Figure S1 exemplifies a typical setting with 30× average coverage with m = 1,000 CpG sites (chromosome 6, 22,333,542-22,469,062 in GRCh38) and sample purities of α1 = 0.25 and α2 = 0.75 and an error rate of 0.05. As expected, Fisher’s exact test performs poorly — not much better than a random guess — due to the different sample purities, while the mixture-adjusted variant can reach an accuracy of about 90%. MOABS performs comparably to the Fisher’s exact test, and InfiniumPurify and DSS comparably to the mixture-adjusted Fisher’s exact test, which is expected as the latter set of methods properly model the tumor composition while MOABS does not. Meanwhile, our method provides higher accuracy than the alternatives over a wide range of thresholds, and generally ranks higher in either (or both) specificity or sensitivity. Using a matched control and higher order co-methylation modeling results in further improvements in the performance, which are unavailable to the alternatives.
For a more thorough analysis, we simulated data with varying sample purities in each sample. The results were obtained with 30× average coverage, and the average false call rates of 500 simulations with m = 1,000 CpG sites each as a function of the sample purities are visualized in Figure 2. The lower triangle of each heatmap shows the fraction of false negatives, and the upper triangle the total fraction of false calls (false negatives plus false positives; the fraction of false positives ought to be small as they are being controlled for). All methods perform poorly (equal to random) at purities a1 = 0 or a2 = 0. This is expected, as the samples do not contain any information about the methylation patterns of the cancer cells in one (or both) of the samples. Compared to the alternatives, our methods develop these false calls at a later stage. Meanwhile, when the purities are dissimilar, Fisher’s exact test and MOABS generate a large amount of false positives, which is the major reason for their unsuitability for these data. Our method, when used without a control, is susceptible to generating false negatives when one of the samples is pure and the other is not (i.e. a1 ~ 1, a2 ~ 0.5 or a1 ~ 0.5, a2 ~ 1), which is due to the fact that it is not possible to identify which of the patterns in the impure sample are from normal and which are from cancer cells, as the pure sample lacks the normal cells. When a control is provided, there is no such ambiguity, which is also why this issue does not appear with the other methods. Results with higher coverage qualitatively similar, but the accurate range of purities (e.g. 95% accuracy) is increased for each method.
In Figure S2, we show how the performance varies across the simulations.
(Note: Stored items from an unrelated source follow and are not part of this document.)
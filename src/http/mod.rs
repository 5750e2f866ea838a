// HTTP module: agent client and manager API server.

pub mod client;
pub mod server;

// Re-export server types
pub use server::{HttpServer, Server};

// Common controller interface
pub use crate::controller::controller::Controller;
pub use crate::middleware::middleware::Middleware;
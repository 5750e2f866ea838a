//! Service registry endpoints.

use axum::{
    extract::{Path, Query},
    response::{IntoResponse, Response},
    routing::get,
    Router,
};
use serde::Deserialize;
use std::sync::Arc;

use super::response::{ok_json, API_PREFIX};
use crate::http::Controller;
use crate::manager::Manager;

#[derive(Deserialize)]
struct RegisterQuery {
    name: Option<String>,
    image: Option<String>,
}

/// ServicesController registers, lists and deletes services.
pub struct ServicesController {
    manager: Arc<Manager>,
}

impl ServicesController {
    pub fn new(manager: Arc<Manager>) -> Self {
        Self { manager }
    }

    async fn register(manager: Arc<Manager>, query: RegisterQuery) -> Response {
        let name = query.name.unwrap_or_default();
        let image = query.image.unwrap_or_default();
        match manager.register_service(&name, &image) {
            Ok(service) => ok_json(service),
            Err(e) => e.into_response(),
        }
    }

    async fn get(manager: Arc<Manager>, name: String) -> Response {
        match manager.service(&name) {
            Ok(service) => ok_json(service),
            Err(e) => e.into_response(),
        }
    }

    /// Removes the service from every worker first.
    async fn delete(manager: Arc<Manager>, name: String) -> Response {
        match manager.delete_service(&name).await {
            Ok(service) => ok_json(service),
            Err(e) => e.into_response(),
        }
    }
}

impl Controller for ServicesController {
    fn add_route(&self, router: Router) -> Router {
        let (m1, m2, m3, m4) = (
            self.manager.clone(),
            self.manager.clone(),
            self.manager.clone(),
            self.manager.clone(),
        );
        router
            .route(
                &format!("{}/service", API_PREFIX),
                get(move || {
                    let manager = m1.clone();
                    async move { ok_json(manager.services()) }
                })
                .post(move |Query(query): Query<RegisterQuery>| {
                    let manager = m2.clone();
                    async move { Self::register(manager, query).await }
                }),
            )
            .route(
                &format!("{}/service/:name", API_PREFIX),
                get(move |Path(name): Path<String>| {
                    let manager = m3.clone();
                    async move { Self::get(manager, name).await }
                })
                .delete(move |Path(name): Path<String>| {
                    let manager = m4.clone();
                    async move { Self::delete(manager, name).await }
                }),
            )
    }
}
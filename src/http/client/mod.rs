mod hyper_client;

pub use hyper_client::{create_client, HyperClient};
This Figure Shows the distribution of false calls in the 500 simulations for each method along the curve α1 = 1 — α2. The results indicate that our methods perform competitively for various degrees of tumor purity, and that providing the control or prior information about the purities offers further advantages. In general, providing a prior results in more consistent performance (lower variance), while providing the control mainly enhances the average performance.
3.1.3 Advantages of co-methylation modeling
Next, we show that our method offers even better performance, provided that the sequencing reads are of sufficient length. This feature allows our method to have good performance even in low coverage settings provided that the reads span over multiple CpG sites, which is advantageous especially with targeted sequencing data. The alternatives do not exploit this information. Similarly, our method with a window size of w = 1 lacks correlation modeling, rendering this information unexploited.
An example with 30× average coverage in a 1,000 site experiment, with α = 0.25, α2 = 0.75, and an error rate of 0.05, collected from 500 simulations is summarized in Figure S3. For a read length of exactly 1 CpG site, the results with w > 1 are equal to that with w = 1. However, when a single read covers multiple CpG sites, the co-methylation modeling allows for a greater accuracy. Further increases in the window size offer additional improvements in the accuracy. The data that were used as a basis of the simulation features about 4 CpG sites per read on average, so we are unable to show the advantages beyond this read length, but fully synthetic simulations (not shown) suggest that further improvements are possible for larger read lengths as well.
3.2 Ovarian cancer dataset
Next, we applied the various methods to detect differential methylation between samples surgically removed from patients diagnosed with high-grade serous ovarian cancer (HGSOC). HGSOC is responsible for more than 40,000 deaths annually in Europe alone and more than 50% of the patients die within five years of diagnosis (Berns and Bowtell, 2012).
3.2.1 Sample description
We used a total of five ovarian cancer tumor samples from three patients, in three comparison settings. Two treatment naive tumors (from initial laparoscopy prior to chemotherapy) were obtained from the peritoneum of patient EOC60 (EOC60-per) and EOC1133 (EOC1133-per), whereas the other three are from interval debulking surgery after three cycles of chemotherapy: one from bowel mesentery of patient EOC60 (EOC60i-meso), and the others from the omentum and ovary of patient EOC868 (EOC868iome and EOC868i-ov, respectively). We compared the methylation between EOC60i-meso and EOC60-per (same patient, treatment naive versus interval, different anatomical site), EOC60-per and EOC1133-per (different patient, treatment naive, same anatomical site), and EOC868i-ome and EOC868i-ov (same patient, interval, different anatomical site). A blood sample from patient EOC868 (EOC868-WBC) was used as a normal control where applicable.
The DNA methylomes were profiled using Agilent SureSelectXT Human Methyl-Seq kit (Agilent Technologies, CA, USA) covering 3.7 M CpGs in 84 Mb target followed by paired-end sequencing with Illumina HiSeq 2500 (Illumina Inc., CA, USA). After sequencing, the methylation patterns at the spanned CpG sites were used for further analysis. There were about 8.64 M such sites, and about 3.07 M of the sites where both compared samples featured coverage of 5x or more. The 5× coverage filtering was performed to prune out low-quality regions, as controlling the number of false positives is sensitive to these. The average per-site read coverage before (after) the filtering was about 11.4× (30.4×). Further details are given in Supplementary material.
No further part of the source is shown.